Work instructions –
Using the records below, quote only the span that opens with the line containing "let iode = cur.u(8) as i32;" and closes with the line containing "let v = cur.u(5) as u8;", exactly and inclusively.

Provided records –
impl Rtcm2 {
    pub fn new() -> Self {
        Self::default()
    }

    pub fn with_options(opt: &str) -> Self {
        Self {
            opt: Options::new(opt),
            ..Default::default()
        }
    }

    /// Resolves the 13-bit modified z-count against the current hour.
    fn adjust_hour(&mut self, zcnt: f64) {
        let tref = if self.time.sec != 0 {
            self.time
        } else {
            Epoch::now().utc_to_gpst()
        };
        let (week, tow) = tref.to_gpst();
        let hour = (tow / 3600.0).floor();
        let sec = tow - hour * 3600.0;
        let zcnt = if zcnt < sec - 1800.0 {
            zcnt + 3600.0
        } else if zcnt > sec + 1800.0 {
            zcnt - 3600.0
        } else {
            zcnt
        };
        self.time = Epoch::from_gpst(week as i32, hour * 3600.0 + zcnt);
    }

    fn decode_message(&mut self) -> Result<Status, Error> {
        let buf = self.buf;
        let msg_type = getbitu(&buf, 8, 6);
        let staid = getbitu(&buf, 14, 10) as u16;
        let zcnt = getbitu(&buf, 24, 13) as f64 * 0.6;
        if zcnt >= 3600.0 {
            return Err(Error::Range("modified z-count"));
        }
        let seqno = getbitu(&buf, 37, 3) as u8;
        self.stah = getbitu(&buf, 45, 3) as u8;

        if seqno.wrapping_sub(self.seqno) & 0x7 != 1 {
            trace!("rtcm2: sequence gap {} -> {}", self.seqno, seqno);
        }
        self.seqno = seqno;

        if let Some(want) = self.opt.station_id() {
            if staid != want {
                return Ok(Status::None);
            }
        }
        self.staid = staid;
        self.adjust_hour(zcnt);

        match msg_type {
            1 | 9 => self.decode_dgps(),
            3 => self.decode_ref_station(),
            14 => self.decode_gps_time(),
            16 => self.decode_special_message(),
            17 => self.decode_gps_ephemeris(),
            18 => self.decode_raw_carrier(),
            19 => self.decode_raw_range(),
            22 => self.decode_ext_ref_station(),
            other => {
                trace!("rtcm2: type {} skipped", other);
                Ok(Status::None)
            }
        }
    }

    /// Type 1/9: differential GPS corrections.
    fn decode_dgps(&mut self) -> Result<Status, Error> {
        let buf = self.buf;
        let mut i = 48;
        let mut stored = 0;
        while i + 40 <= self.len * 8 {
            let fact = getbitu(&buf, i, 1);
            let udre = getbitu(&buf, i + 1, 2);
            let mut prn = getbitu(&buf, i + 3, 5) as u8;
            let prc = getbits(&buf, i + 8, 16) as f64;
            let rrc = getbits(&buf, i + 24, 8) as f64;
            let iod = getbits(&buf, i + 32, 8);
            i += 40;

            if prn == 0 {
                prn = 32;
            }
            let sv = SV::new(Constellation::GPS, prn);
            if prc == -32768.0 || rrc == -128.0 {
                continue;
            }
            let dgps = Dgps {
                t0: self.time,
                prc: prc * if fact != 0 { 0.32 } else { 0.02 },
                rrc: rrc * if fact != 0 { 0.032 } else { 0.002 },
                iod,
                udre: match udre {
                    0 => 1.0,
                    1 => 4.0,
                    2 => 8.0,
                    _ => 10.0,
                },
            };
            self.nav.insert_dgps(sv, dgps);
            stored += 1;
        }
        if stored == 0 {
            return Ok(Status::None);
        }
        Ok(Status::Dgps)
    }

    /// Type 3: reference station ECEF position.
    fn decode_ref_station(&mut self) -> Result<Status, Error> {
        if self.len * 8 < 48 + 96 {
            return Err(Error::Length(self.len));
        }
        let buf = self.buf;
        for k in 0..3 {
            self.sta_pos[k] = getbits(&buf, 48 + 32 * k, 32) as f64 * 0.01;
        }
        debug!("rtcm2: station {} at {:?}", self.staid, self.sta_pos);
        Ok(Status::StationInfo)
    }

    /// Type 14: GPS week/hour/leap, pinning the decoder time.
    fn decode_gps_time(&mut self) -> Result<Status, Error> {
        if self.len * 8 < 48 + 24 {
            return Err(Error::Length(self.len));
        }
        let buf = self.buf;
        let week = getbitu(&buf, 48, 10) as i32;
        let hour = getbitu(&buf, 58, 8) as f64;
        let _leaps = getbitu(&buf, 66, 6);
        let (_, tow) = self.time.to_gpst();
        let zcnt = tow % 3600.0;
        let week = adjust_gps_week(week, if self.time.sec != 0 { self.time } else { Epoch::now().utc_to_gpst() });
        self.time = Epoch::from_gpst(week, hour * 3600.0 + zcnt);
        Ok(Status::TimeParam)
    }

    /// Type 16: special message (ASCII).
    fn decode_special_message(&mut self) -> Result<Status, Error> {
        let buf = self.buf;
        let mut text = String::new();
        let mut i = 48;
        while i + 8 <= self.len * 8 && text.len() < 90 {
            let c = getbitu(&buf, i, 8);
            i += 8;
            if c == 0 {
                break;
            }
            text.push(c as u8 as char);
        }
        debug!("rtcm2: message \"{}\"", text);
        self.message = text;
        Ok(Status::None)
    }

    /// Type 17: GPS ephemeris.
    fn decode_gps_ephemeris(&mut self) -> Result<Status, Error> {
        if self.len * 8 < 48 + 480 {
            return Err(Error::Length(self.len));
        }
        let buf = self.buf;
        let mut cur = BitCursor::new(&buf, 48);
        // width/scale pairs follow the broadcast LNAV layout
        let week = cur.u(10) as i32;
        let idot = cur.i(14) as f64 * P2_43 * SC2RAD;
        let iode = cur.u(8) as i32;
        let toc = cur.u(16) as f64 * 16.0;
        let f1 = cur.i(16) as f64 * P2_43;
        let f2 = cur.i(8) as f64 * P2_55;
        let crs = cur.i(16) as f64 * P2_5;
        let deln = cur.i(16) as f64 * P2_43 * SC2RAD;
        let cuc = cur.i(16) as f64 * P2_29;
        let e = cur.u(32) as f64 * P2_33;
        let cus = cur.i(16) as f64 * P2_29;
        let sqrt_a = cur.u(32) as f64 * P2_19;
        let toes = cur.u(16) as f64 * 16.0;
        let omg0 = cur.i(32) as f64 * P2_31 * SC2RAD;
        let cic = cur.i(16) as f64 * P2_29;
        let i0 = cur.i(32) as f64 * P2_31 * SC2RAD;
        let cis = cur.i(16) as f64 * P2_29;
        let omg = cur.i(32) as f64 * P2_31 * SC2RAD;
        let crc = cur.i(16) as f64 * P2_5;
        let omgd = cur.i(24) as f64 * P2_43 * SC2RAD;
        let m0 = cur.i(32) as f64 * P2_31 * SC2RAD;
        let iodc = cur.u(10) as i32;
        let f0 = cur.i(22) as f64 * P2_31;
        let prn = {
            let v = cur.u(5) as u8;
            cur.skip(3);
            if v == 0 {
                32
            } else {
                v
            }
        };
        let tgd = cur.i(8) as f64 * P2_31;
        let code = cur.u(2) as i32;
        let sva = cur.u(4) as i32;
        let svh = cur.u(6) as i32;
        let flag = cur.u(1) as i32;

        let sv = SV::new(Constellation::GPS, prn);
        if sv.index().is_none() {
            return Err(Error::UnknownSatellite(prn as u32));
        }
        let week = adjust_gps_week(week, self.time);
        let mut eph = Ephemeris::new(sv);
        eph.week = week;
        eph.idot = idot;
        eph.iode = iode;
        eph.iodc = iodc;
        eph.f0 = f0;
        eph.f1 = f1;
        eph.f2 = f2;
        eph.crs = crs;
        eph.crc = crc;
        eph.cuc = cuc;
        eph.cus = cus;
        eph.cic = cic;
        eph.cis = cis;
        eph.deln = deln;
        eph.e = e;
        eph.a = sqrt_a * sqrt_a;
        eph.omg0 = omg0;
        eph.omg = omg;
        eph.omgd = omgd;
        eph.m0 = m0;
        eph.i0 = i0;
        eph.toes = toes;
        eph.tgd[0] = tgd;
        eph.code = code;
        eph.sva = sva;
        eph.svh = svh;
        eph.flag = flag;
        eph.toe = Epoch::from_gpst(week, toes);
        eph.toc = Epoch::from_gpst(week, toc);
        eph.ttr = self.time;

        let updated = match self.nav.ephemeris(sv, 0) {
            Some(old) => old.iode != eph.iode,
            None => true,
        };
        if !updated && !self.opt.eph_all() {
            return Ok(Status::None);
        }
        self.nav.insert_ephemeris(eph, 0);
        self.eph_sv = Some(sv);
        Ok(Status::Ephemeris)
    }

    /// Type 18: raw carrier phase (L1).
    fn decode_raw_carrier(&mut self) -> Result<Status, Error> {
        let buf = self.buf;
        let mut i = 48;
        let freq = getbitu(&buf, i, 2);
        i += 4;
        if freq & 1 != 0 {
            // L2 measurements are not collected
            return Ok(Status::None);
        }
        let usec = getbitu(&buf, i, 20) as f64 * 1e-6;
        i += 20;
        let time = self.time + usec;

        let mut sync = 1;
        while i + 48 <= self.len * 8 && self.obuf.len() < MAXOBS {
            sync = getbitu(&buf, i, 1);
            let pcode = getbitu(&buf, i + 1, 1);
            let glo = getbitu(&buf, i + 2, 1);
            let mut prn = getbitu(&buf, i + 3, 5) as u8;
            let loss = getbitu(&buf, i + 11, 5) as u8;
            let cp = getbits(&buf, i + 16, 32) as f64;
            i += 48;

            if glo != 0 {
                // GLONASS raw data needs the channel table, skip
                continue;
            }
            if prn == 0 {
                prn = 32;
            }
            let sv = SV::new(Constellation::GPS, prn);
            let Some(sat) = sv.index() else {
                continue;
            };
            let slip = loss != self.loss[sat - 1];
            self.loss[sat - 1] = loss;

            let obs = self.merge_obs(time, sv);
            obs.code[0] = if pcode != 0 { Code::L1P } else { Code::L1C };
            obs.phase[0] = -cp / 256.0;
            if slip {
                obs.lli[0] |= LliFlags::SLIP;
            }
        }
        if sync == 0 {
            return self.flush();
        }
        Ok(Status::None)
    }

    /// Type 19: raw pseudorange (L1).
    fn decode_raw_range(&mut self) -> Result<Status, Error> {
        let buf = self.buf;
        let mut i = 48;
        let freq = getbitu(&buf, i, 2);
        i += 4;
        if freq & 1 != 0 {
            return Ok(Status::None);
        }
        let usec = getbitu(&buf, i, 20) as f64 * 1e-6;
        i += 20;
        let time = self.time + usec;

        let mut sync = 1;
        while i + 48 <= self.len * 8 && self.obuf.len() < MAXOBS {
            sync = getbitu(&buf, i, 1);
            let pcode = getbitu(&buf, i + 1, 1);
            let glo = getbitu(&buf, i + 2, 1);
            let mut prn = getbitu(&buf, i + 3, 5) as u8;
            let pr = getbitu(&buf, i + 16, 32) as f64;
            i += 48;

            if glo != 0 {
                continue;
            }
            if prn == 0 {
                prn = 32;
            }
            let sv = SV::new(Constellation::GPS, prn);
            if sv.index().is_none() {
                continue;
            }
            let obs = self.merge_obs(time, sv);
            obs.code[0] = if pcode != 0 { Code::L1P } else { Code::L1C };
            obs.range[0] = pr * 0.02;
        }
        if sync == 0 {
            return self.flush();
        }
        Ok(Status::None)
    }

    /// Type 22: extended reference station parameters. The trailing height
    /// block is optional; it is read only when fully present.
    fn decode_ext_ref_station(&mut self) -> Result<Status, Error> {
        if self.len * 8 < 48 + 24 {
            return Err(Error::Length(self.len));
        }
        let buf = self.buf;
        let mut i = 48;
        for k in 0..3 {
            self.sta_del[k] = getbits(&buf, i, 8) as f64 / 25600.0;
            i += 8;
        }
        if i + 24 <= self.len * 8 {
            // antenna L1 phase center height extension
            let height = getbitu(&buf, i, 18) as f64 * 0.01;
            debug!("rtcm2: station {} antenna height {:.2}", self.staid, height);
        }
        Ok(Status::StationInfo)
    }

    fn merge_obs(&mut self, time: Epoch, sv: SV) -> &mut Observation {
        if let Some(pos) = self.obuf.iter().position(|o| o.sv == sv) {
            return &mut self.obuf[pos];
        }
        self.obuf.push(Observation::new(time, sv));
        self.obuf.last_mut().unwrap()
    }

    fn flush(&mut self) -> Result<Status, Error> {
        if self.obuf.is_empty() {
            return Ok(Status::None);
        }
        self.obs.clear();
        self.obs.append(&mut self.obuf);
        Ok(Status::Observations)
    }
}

Answer to this exercise –
        let iode = cur.u(8) as i32;
        let toc = cur.u(16) as f64 * 16.0;
        let f1 = cur.i(16) as f64 * P2_43;
        let f2 = cur.i(8) as f64 * P2_55;
        let crs = cur.i(16) as f64 * P2_5;
        let deln = cur.i(16) as f64 * P2_43 * SC2RAD;
        let cuc = cur.i(16) as f64 * P2_29;
        let e = cur.u(32) as f64 * P2_33;
        let cus = cur.i(16) as f64 * P2_29;
        let sqrt_a = cur.u(32) as f64 * P2_19;
        let toes = cur.u(16) as f64 * 16.0;
        let omg0 = cur.i(32) as f64 * P2_31 * SC2RAD;
        let cic = cur.i(16) as f64 * P2_29;
        let i0 = cur.i(32) as f64 * P2_31 * SC2RAD;
        let cis = cur.i(16) as f64 * P2_29;
        let omg = cur.i(32) as f64 * P2_31 * SC2RAD;
        let crc = cur.i(16) as f64 * P2_5;
        let omgd = cur.i(24) as f64 * P2_43 * SC2RAD;
        let m0 = cur.i(32) as f64 * P2_31 * SC2RAD;
        let iodc = cur.u(10) as i32;
        let f0 = cur.i(22) as f64 * P2_31;
        let prn = {
            let v = cur.u(5) as u8;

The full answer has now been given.